Attention, contre toutes apparences, n’allez pas y voir le début de la campagne des européennes pour Renaissance. « Ce n’est pas un lancement, c’est une première étape, une mise en jambes », assure Antoine Guéry, porte-parole de Stéphane Séjournée au Parlement européen. Mais reste que le sujet européen sera bien central sur le campus. « Il faut beaucoup parler d’Europe », confirme un ministre, qui défend l’idée de se lancer à plein dans la bataille, du moins quand elle aura vraiment commencé :
Mais il s’agit de ne pas non plus partir trop vite, comme l’ont fait, selon les macronistes, Jordan Bardella pour le RN et Marion Maréchal pour Reconquête. « On n’a pas intérêt à se caler sur leur calendrier », met en garde une source gouvernementale. C’est donc plutôt une précampagne qui se met en place.
« On sera quasiment la seule liste pro européenne »
Si tout n’est pas encore calé, une chose est sûre : Renaissance entend faire du scrutin en enjeu européen, et non national. Normal pour le parti macroniste, dont l’Europe fait partie de l’ADN. Une particularité dont Renaissance entend profiter pour mieux jouer la différence avec les autres partis, RN et Reconquête en tête. « Nous avons une double spécificité. La première, c’est qu’on sera quasiment la seule liste pro européenne, où il n’y a pas d’ambiguïté sur notre engagement européen. La deuxième, c’est que nous allons présenter un bilan comme sortant, en tant que ceux qui ont gouverné l’Europe et qui assument d’avoir été aux commandes de l’Union européenne depuis 5 ans », défend Antoine Guéry.
Côté bilan, la majorité présidentielle pourra mettre en avant la réaction de l’Europe face aux crises. « Il y aura les pros européens.
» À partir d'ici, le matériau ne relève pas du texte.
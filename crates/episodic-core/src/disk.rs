//! # Filesystem Access
//!
//! [`DiskProvider`] is everything the import engine needs from the disk.
//! [`LocalDisk`] implements it over `std::fs`, sending deletions through an
//! optional [`RecycleBin`].

use std::path::{Component, Path, PathBuf};

use chrono::Utc;
use tracing::{debug, info};

use crate::error::{EpisodicError, Result};

/// Filesystem operations used while importing.
pub trait DiskProvider: Send + Sync {
    /// Returns `true` if `path` exists and is a regular file.
    fn file_exists(&self, path: &Path) -> bool;

    /// Size of the file in bytes.
    fn file_size(&self, path: &Path) -> Result<u64>;

    /// Returns `true` if `path` is `root` itself or nested below it.
    fn is_path_under_root(&self, path: &Path, root: &Path) -> bool;

    /// Removes a superseded file, through the trash when one is configured.
    fn delete_file(&self, path: &Path) -> Result<()>;
}

/// Soft-delete target for replaced files.
#[derive(Debug, Clone)]
pub struct RecycleBin {
    dir: PathBuf,
}

impl RecycleBin {
    pub fn new(dir: impl Into<PathBuf>) -> Self {
        Self { dir: dir.into() }
    }

    /// Moves `path` into the bin and returns its new location.
    ///
    /// A name already present in the bin gets a timestamp suffix instead of
    /// being overwritten.
    pub fn recycle(&self, path: &Path) -> Result<PathBuf> {
        std::fs::create_dir_all(&self.dir).map_err(|e| EpisodicError::io(&self.dir, e))?;

        let name = path
            .file_name()
            .ok_or_else(|| EpisodicError::io(path, std::io::ErrorKind::InvalidInput.into()))?;
        let mut target = self.dir.join(name);
        if target.exists() {
            let stamp = Utc::now().format("%Y%m%d%H%M%S%3f");
            let mut renamed = name.to_os_string();
            renamed.push(format!(".{stamp}"));
            target = self.dir.join(renamed);
        }

        if std::fs::rename(path, &target).is_err() {
            // rename cannot cross filesystems
            std::fs::copy(path, &target).map_err(|e| EpisodicError::io(path, e))?;
            std::fs::remove_file(path).map_err(|e| EpisodicError::io(path, e))?;
        }

        info!(from = %path.display(), to = %target.display(), "Moved file to recycle bin");
        Ok(target)
    }
}

/// [`DiskProvider`] backed by the local filesystem.
#[derive(Debug, Clone, Default)]
pub struct LocalDisk {
    recycle_bin: Option<RecycleBin>,
}

impl LocalDisk {
    /// Disk access that deletes superseded files outright.
    pub fn new() -> Self {
        Self::default()
    }

    /// Disk access that moves superseded files into `bin`.
    pub fn with_recycle_bin(bin: RecycleBin) -> Self {
        Self {
            recycle_bin: Some(bin),
        }
    }
}

impl DiskProvider for LocalDisk {
    fn file_exists(&self, path: &Path) -> bool {
        path.is_file()
    }

    fn file_size(&self, path: &Path) -> Result<u64> {
        std::fs::metadata(path)
            .map(|m| m.len())
            .map_err(|e| EpisodicError::io(path, e))
    }

    fn is_path_under_root(&self, path: &Path, root: &Path) -> bool {
        is_child_of(path, root)
    }

    fn delete_file(&self, path: &Path) -> Result<()> {
        match self.recycle_bin {
            Some(ref bin) => bin.recycle(path).map(|_| ()),
            None => {
                debug!(path = %path.display(), "Deleting file");
                std::fs::remove_file(path).map_err(|e| EpisodicError::io(path, e))
            }
        }
    }
}

/// Component-wise containment on lexically normalized paths.
pub fn is_child_of(path: &Path, root: &Path) -> bool {
    let root = normalize(root);
    if root.as_os_str().is_empty() {
        return false;
    }
    normalize(path).starts_with(root)
}

/// Resolves `.` and `..` without touching the filesystem.
fn normalize(path: &Path) -> PathBuf {
    let mut out = PathBuf::new();
    for component in path.components() {
        match component {
            Component::CurDir => {}
            Component::ParentDir => {
                out.pop();
            }
            other => out.push(other.as_os_str()),
        }
    }
    out
}

#[cfg(test)]
mod tests {
    use super::*;

    #[test]
    fn child_paths() {
        let root = Path::new("/tv/30 Rock");
        assert!(is_child_of(Path::new("/tv/30 Rock/30.rock.s01e01.mkv"), root));
        assert!(is_child_of(Path::new("/tv/30 Rock/Season 1/x.mkv"), root));
        assert!(is_child_of(Path::new("/tv/30 Rock/./Season 1/x.mkv"), root));
        assert!(!is_child_of(Path::new("/tv/Unsorted TV/30 Rock/x.mkv"), root));
        assert!(!is_child_of(Path::new("/tv/30 Rock 2/x.mkv"), root));
        assert!(!is_child_of(Path::new("/tv/30 Rock/../Weeds/x.mkv"), root));
        assert!(!is_child_of(Path::new("/tv/x.mkv"), Path::new("")));
    }

    #[test]
    fn local_disk_size_and_existence() {
        let dir = tempfile::tempdir().unwrap();
        let file = dir.path().join("a.mkv");
        std::fs::write(&file, vec![0u8; 1234]).unwrap();

        let disk = LocalDisk::new();
        assert!(disk.file_exists(&file));
        assert!(!disk.file_exists(dir.path()));
        assert_eq!(disk.file_size(&file).unwrap(), 1234);
        assert!(matches!(
            disk.file_size(&dir.path().join("missing.mkv")),
            Err(EpisodicError::Io { .. })
        ));
    }

    #[test]
    fn delete_without_bin_removes_file() {
        let dir = tempfile::tempdir().unwrap();
        let file = dir.path().join("old.avi");
        std::fs::write(&file, b"x").unwrap();

        LocalDisk::new().delete_file(&file).unwrap();
        assert!(!file.exists());
    }

    #[test]
    fn delete_with_bin_moves_file() {
        let dir = tempfile::tempdir().unwrap();
        let bin_dir = dir.path().join("trash");
        let disk = LocalDisk::with_recycle_bin(RecycleBin::new(&bin_dir));

        let first = dir.path().join("old.avi");
        std::fs::write(&first, b"first").unwrap();
        disk.delete_file(&first).unwrap();
        assert!(!first.exists());
        assert_eq!(std::fs::read(bin_dir.join("old.avi")).unwrap(), b"first");

        // Same name again must not clobber the earlier copy
        std::fs::write(&first, b"second").unwrap();
        disk.delete_file(&first).unwrap();
        assert_eq!(std::fs::read(bin_dir.join("old.avi")).unwrap(), b"first");
        assert_eq!(std::fs::read_dir(&bin_dir).unwrap().count(), 2);
    }
}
Ceux qui pensent que l’Europe est la bonne échelle pour gérer notre place dans le monde et la réalité géostratégique dans laquelle on s’inscrit, ceux qui pensent qu’avec l’Europe, on est plus fort pour se défendre, notamment d’une agression de la Russie contre l’Ukraine, qu’on est plus fort sur les marchés internationaux, en imposant des clauses de réciprocité, ou qu’on est plus fort pour soigner la population quand on est 450 millions pour commander un vaccin », illustre Fabienne Kanner, eurodéputée et secrétaire générale déléguée de Renaissance.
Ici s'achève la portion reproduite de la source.